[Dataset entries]
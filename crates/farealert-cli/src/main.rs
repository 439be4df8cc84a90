mod ingest;
mod parse;

use std::path::PathBuf;

use clap::{Parser, Subcommand, ValueEnum};
use farealert_core::RankMode;
use tracing_subscriber::EnvFilter;

#[derive(Debug, Parser)]
#[command(name = "farealert")]
#[command(about = "Extract flight deals from fare-alert emails")]
struct Cli {
    #[command(subcommand)]
    command: Option<Commands>,
}

#[derive(Debug, Subcommand)]
enum Commands {
    /// Parse a single email whose bodies are stored in files
    Parse {
        /// Email subject line
        #[arg(long)]
        subject: String,
        /// File holding the HTML body (raw or quoted-printable)
        #[arg(long)]
        html: Option<PathBuf>,
        /// File holding the plain-text body
        #[arg(long)]
        text: Option<PathBuf>,
        /// Pretty-print the JSON output
        #[arg(long)]
        pretty: bool,
    },
    /// Parse a JSON array of fetched emails and print the ranked deals
    Ingest {
        /// Path to the JSON file (array of emails)
        path: PathBuf,
        /// Ordering applied to the combined deals
        #[arg(long, value_enum, default_value_t = RankArg::Discount)]
        rank: RankArg,
        /// Maximum deals to print (defaults to `FAREALERT_RANK_LIMIT`)
        #[arg(long)]
        limit: Option<usize>,
        /// Provenance label for the deals (defaults to `FAREALERT_SOURCE_LABEL`)
        #[arg(long)]
        source: Option<String>,
        /// Pretty-print the JSON output
        #[arg(long)]
        pretty: bool,
    },
}

#[derive(Debug, Clone, Copy, PartialEq, Eq, ValueEnum)]
enum RankArg {
    /// Biggest discount first
    Discount,
    /// Cheapest first
    Price,
}

impl From<RankArg> for RankMode {
    fn from(arg: RankArg) -> Self {
        match arg {
            RankArg::Discount => RankMode::Discount,
            RankArg::Price => RankMode::Price,
        }
    }
}

fn main() -> anyhow::Result<()> {
    dotenvy::dotenv().ok();
    let config = farealert_core::load_app_config()?;
    let env_filter = EnvFilter::try_from_default_env()
        .or_else(|_| EnvFilter::try_new(config.log_level.clone()))?;
    tracing_subscriber::fmt()
        .with_env_filter(env_filter)
        .with_writer(std::io::stderr)
        .init();

    let cli = Cli::parse();
    match cli.command {
        Some(Commands::Parse {
            subject,
            html,
            text,
            pretty,
        }) => parse::run_parse(&config, &subject, html.as_deref(), text.as_deref(), pretty)?,
        Some(Commands::Ingest {
            path,
            rank,
            limit,
            source,
            pretty,
        }) => ingest::run_ingest(
            &config,
            &path,
            rank.into(),
            limit.unwrap_or(config.rank_limit),
            source.as_deref().unwrap_or(&config.source_label),
            pretty,
        )?,
        None => println!("no command given; run `farealert --help` for usage"),
    }

    Ok(())
}

/// Serialize `value` to stdout as JSON.
fn print_json<T: serde::Serialize>(value: &T, pretty: bool) -> anyhow::Result<()> {
    let out = if pretty {
        serde_json::to_string_pretty(value)?
    } else {
        serde_json::to_string(value)?
    };
    println!("{out}");
    Ok(())
}
use farealert_core::DealValidationError;
use thiserror::Error;

#[derive(Debug, Error)]
pub enum ExtractError {
    #[error("invalid extractor config: {reason}")]
    InvalidConfig { reason: String },

    #[error("pattern build error: {0}")]
    Pattern(#[from] regex::Error),

    #[error("booking link {link:?} is not valid percent-encoded UTF-8: {source}")]
    LinkDecode {
        link: String,
        #[source]
        source: std::str::Utf8Error,
    },

    #[error("deal failed validation: {0}")]
    Validation(#[from] DealValidationError),
}
use std::collections::HashMap;
use std::env::VarError;

use super::*;

fn lookup_from_map<'a>(
    map: &'a HashMap<&'a str, &'a str>,
) -> impl Fn(&str) -> Result<String, VarError> + 'a {
    move |key| {
        map.get(key)
            .map(|v| (*v).to_string())
            .ok_or(VarError::NotPresent)
    }
}

#[test]
fn parse_environment_development() {
    assert_eq!(
        parse_environment("development").unwrap(),
        Environment::Development
    );
}

#[test]
fn parse_environment_test() {
    assert_eq!(parse_environment("test").unwrap(), Environment::Test);
}

#[test]
fn parse_environment_production() {
    assert_eq!(
        parse_environment("production").unwrap(),
        Environment::Production
    );
}

#[test]
fn parse_environment_unknown_fails() {
    let err = parse_environment("staging").unwrap_err();
    assert!(matches!(err, ConfigError::InvalidEnvVar { ref var, .. } if var == "FAREALERT_ENV"));
}

#[test]
fn build_app_config_defaults_with_empty_env() {
    let map: HashMap<&str, &str> = HashMap::new();
    let cfg = build_app_config(lookup_from_map(&map)).expect("defaults are valid");
    assert_eq!(cfg.env, Environment::Development);
    assert_eq!(cfg.log_level, "info");
    assert_eq!(cfg.source_label, "gmail");
    assert_eq!(cfg.rank_limit, 100);
    assert_eq!(cfg.extractor, ExtractorConfig::default());
    assert_eq!(cfg.extractor.tracking_link_prefix, "https://c.gle/");
    assert_eq!(cfg.extractor.sibling_scan_limit, 6);
}

#[test]
fn build_app_config_reads_overrides() {
    let mut map = HashMap::new();
    map.insert("FAREALERT_ENV", "production");
    map.insert("FAREALERT_LOG_LEVEL", "debug");
    map.insert("FAREALERT_SOURCE_LABEL", "imap");
    map.insert("FAREALERT_RANK_LIMIT", "25");
    map.insert("FAREALERT_TRACKING_LINK_PREFIX", "https://track.example/");
    map.insert("FAREALERT_SIBLING_SCAN_LIMIT", "3");
    let cfg = build_app_config(lookup_from_map(&map)).unwrap();
    assert_eq!(cfg.env, Environment::Production);
    assert_eq!(cfg.log_level, "debug");
    assert_eq!(cfg.source_label, "imap");
    assert_eq!(cfg.rank_limit, 25);
    assert_eq!(cfg.extractor.tracking_link_prefix, "https://track.example/");
    assert_eq!(cfg.extractor.sibling_scan_limit, 3);
}

#[test]
fn build_app_config_rejects_invalid_rank_limit() {
    let mut map = HashMap::new();
    map.insert("FAREALERT_RANK_LIMIT", "lots");
    let result = build_app_config(lookup_from_map(&map));
    assert!(
        matches!(result, Err(ConfigError::InvalidEnvVar { ref var, .. }) if var == "FAREALERT_RANK_LIMIT"),
        "expected InvalidEnvVar(FAREALERT_RANK_LIMIT), got: {result:?}"
    );
}

#[test]
fn build_app_config_rejects_invalid_sibling_scan_limit() {
    let mut map = HashMap::new();
    map.insert("FAREALERT_SIBLING_SCAN_LIMIT", "-1");
    let result = build_app_config(lookup_from_map(&map));
    assert!(
        matches!(result, Err(ConfigError::InvalidEnvVar { ref var, .. }) if var == "FAREALERT_SIBLING_SCAN_LIMIT"),
        "expected InvalidEnvVar(FAREALERT_SIBLING_SCAN_LIMIT), got: {result:?}"
    );
}

#[test]
fn build_app_config_rejects_blank_tracking_prefix() {
    let mut map = HashMap::new();
    map.insert("FAREALERT_TRACKING_LINK_PREFIX", "  ");
    let result = build_app_config(lookup_from_map(&map));
    assert!(
        matches!(result, Err(ConfigError::InvalidEnvVar { ref var, .. }) if var == "FAREALERT_TRACKING_LINK_PREFIX"),
        "expected InvalidEnvVar(FAREALERT_TRACKING_LINK_PREFIX), got: {result:?}"
    );
}
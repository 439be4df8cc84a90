//! Ingest envelope: the emails handed to the extractor and the annotated
//! deals handed on to storage.

use chrono::{DateTime, Utc};
use serde::{Deserialize, Serialize};

use crate::deal::{make_deal_key, DealRecord};

/// One fetched alert email, as the mail-fetching service supplies it.
#[derive(Debug, Clone, Serialize, Deserialize)]
pub struct EmailMessage {
    pub message_id: String,
    pub subject: String,
    #[serde(default)]
    pub html: Option<String>,
    #[serde(default)]
    pub text: Option<String>,
    pub received_at: DateTime<Utc>,
}

/// A parsed deal tagged with the email it came from.
#[derive(Debug, Clone, Serialize, Deserialize)]
pub struct IngestedDeal {
    /// [`make_deal_key`] of the deal; the storage upsert key.
    pub id: String,
    #[serde(flatten)]
    pub deal: DealRecord,
    pub message_id: String,
    pub subject: String,
    /// Where the email was fetched from, e.g. `"gmail"`.
    pub source: String,
    pub received_at: DateTime<Utc>,
}

impl IngestedDeal {
    #[must_use]
    pub fn new(deal: DealRecord, email: &EmailMessage, source: &str) -> Self {
        Self {
            id: make_deal_key(&deal),
            deal,
            message_id: email.message_id.clone(),
            subject: email.subject.clone(),
            source: source.to_string(),
            received_at: email.received_at,
        }
    }
}

impl AsRef<DealRecord> for IngestedDeal {
    fn as_ref(&self) -> &DealRecord {
        &self.deal
    }
}

/// Outcome of parsing a batch of emails.
#[derive(Debug, Clone, Default, Serialize, Deserialize)]
pub struct IngestBatch {
    pub processed_emails: usize,
    pub ingested_count: usize,
    /// Deals from every email, concatenated in input order.
    pub deals: Vec<IngestedDeal>,
}
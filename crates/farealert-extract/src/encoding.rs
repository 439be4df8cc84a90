//! Transfer-encoding normalization for HTML bodies.

use std::borrow::Cow;
use std::sync::LazyLock;

use quoted_printable::ParseMode;
use regex::Regex;

static QP_MARKER_RE: LazyLock<Regex> =
    LazyLock::new(|| Regex::new(r"=3D|=\r?\n").expect("valid quoted-printable marker regex"));

/// Decodes `input` when it looks quoted-printable, otherwise borrows it.
///
/// The mail transport hands over either raw HTML or its quoted-printable
/// form. An escaped `=` (`=3D`) or a soft line break (`=\n`) marks the
/// latter. Decoded bytes are read as UTF-8 with invalid sequences replaced.
#[must_use]
pub fn maybe_decode_quoted_printable(input: &str) -> Cow<'_, str> {
    if !QP_MARKER_RE.is_match(input) {
        return Cow::Borrowed(input);
    }

    match quoted_printable::decode(input, ParseMode::Robust) {
        Ok(bytes) => {
            tracing::debug!(
                encoded_len = input.len(),
                decoded_len = bytes.len(),
                "decoded quoted-printable body"
            );
            Cow::Owned(String::from_utf8_lossy(&bytes).into_owned())
        }
        Err(e) => {
            tracing::debug!(error = %e, "quoted-printable decode failed; using body as-is");
            Cow::Borrowed(input)
        }
    }
}
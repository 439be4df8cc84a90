//! HTML extraction path.
//!
//! Every `td` whose class mentions "date-pair" anchors one candidate deal.
//! Each candidate resolves to a record; a card that cannot be extracted
//! cleanly still yields a fallback record carrying its date text.

use std::sync::LazyLock;

use farealert_core::{airport_or_unknown, DealRecord};
use percent_encoding::percent_decode_str;
use scraper::{ElementRef, Html, Selector};

use crate::card::resolve_card_container;
use crate::dom::collapsed_text;
use crate::encoding::maybe_decode_quoted_printable;
use crate::error::ExtractError;
use crate::flight::{find_flight_row, parse_flight_blob, FlightDetails};
use crate::link::LinkFinder;
use crate::price::{find_card_price, CardPrice};
use crate::subject::SubjectHint;

pub(crate) static DATE_CELL: LazyLock<Selector> = LazyLock::new(|| {
    Selector::parse(r#"td[class*="date-pair"]"#).expect("valid date-pair selector")
});

/// Extracts one record per date-pair cell, in document order.
pub(crate) fn parse_html(html: &str, hint: &SubjectHint, links: &LinkFinder) -> Vec<DealRecord> {
    let decoded = maybe_decode_quoted_printable(html);
    let document = Html::parse_document(&decoded);

    let cells: Vec<ElementRef<'_>> = document.select(&DATE_CELL).collect();
    tracing::debug!(candidates = cells.len(), "located date-pair cells");

    cells
        .into_iter()
        .enumerate()
        .map(|(index, cell)| {
            let dates = collapsed_text(cell);
            extract_card(cell, &dates, hint, links).unwrap_or_else(|error| {
                tracing::warn!(index, dates = %dates, error = %error, "card extraction failed; emitting fallback record");
                DealRecord::fallback(hint.origin.as_deref(), hint.destination.as_deref(), &dates)
            })
        })
        .collect()
}

fn extract_card(
    cell: ElementRef<'_>,
    dates: &str,
    hint: &SubjectHint,
    links: &LinkFinder,
) -> Result<DealRecord, ExtractError> {
    let Some(card) = resolve_card_container(cell) else {
        tracing::debug!(dates, "no card container; keeping dates only");
        return Ok(DealRecord::fallback(
            hint.origin.as_deref(),
            hint.destination.as_deref(),
            dates,
        ));
    };

    let CardPrice { price, discount } = find_card_price(card);
    let flight = find_flight_row(card)
        .map(|row| parse_flight_blob(&collapsed_text(row)))
        .unwrap_or_default();
    let link = links
        .find(card)
        .map(|raw| decode_link(&raw))
        .transpose()?
        .unwrap_or_default();

    let (origin, destination) = resolve_endpoints(&flight, hint);
    let FlightDetails {
        airline,
        stops,
        route,
        duration,
    } = flight;

    let mut deal = DealRecord::new(origin, destination, dates.to_string());
    deal.price = price;
    deal.link = link;
    deal.airline = airline;
    deal.stops = stops;
    deal.route = route;
    deal.duration = duration;
    deal.discount = discount;

    tracing::debug!(
        origin = %deal.origin,
        destination = %deal.destination,
        price = ?deal.price,
        discount = ?deal.discount,
        has_link = !deal.link.is_empty(),
        "extracted card"
    );

    deal.validate()?;
    Ok(deal)
}

/// Codes from the card's route win; the subject hint fills in otherwise.
pub(crate) fn resolve_endpoints(flight: &FlightDetails, hint: &SubjectHint) -> (String, String) {
    match flight.route_codes() {
        Some(codes) => codes,
        None => (
            airport_or_unknown(hint.origin.as_deref()),
            airport_or_unknown(hint.destination.as_deref()),
        ),
    }
}

/// Percent-decodes a booking link.
///
/// # Errors
///
/// Returns [`ExtractError::LinkDecode`] when the decoded bytes are not UTF-8.
pub(crate) fn decode_link(raw: &str) -> Result<String, ExtractError> {
    percent_decode_str(raw)
        .decode_utf8()
        .map(std::borrow::Cow::into_owned)
        .map_err(|source| ExtractError::LinkDecode {
            link: raw.to_string(),
            source,
        })
}

#[cfg(test)]
mod tests {
    use super::*;

    #[test]
    fn decode_link_unescapes_percent_sequences() {
        assert_eq!(
            decode_link("https://c.gle/abc%3Fq%3D1").unwrap(),
            "https://c.gle/abc?q=1"
        );
    }

    #[test]
    fn decode_link_rejects_invalid_utf8() {
        assert!(matches!(
            decode_link("https://c.gle/%FF"),
            Err(ExtractError::LinkDecode { .. })
        ));
    }

    #[test]
    fn route_codes_beat_subject_hint() {
        let flight = parse_flight_blob("Iberia · Nonstop · LAX–BCN · 12 hr");
        let hint = SubjectHint {
            origin: Some("Burbank, Los Angeles".into()),
            destination: Some("Barcelona".into()),
        };
        assert_eq!(
            resolve_endpoints(&flight, &hint),
            ("LAX".to_string(), "BCN".to_string())
        );
    }

    #[test]
    fn missing_route_and_hint_is_unknown() {
        assert_eq!(
            resolve_endpoints(&FlightDetails::default(), &SubjectHint::default()),
            ("UNK".to_string(), "UNK".to_string())
        );
    }
}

What you have to do:
Only the lines above that hold "Parser" are wanted. Show every one of them.

Problem solution:
use clap::{Parser, Subcommand, ValueEnum};
#[derive(Debug, Parser)]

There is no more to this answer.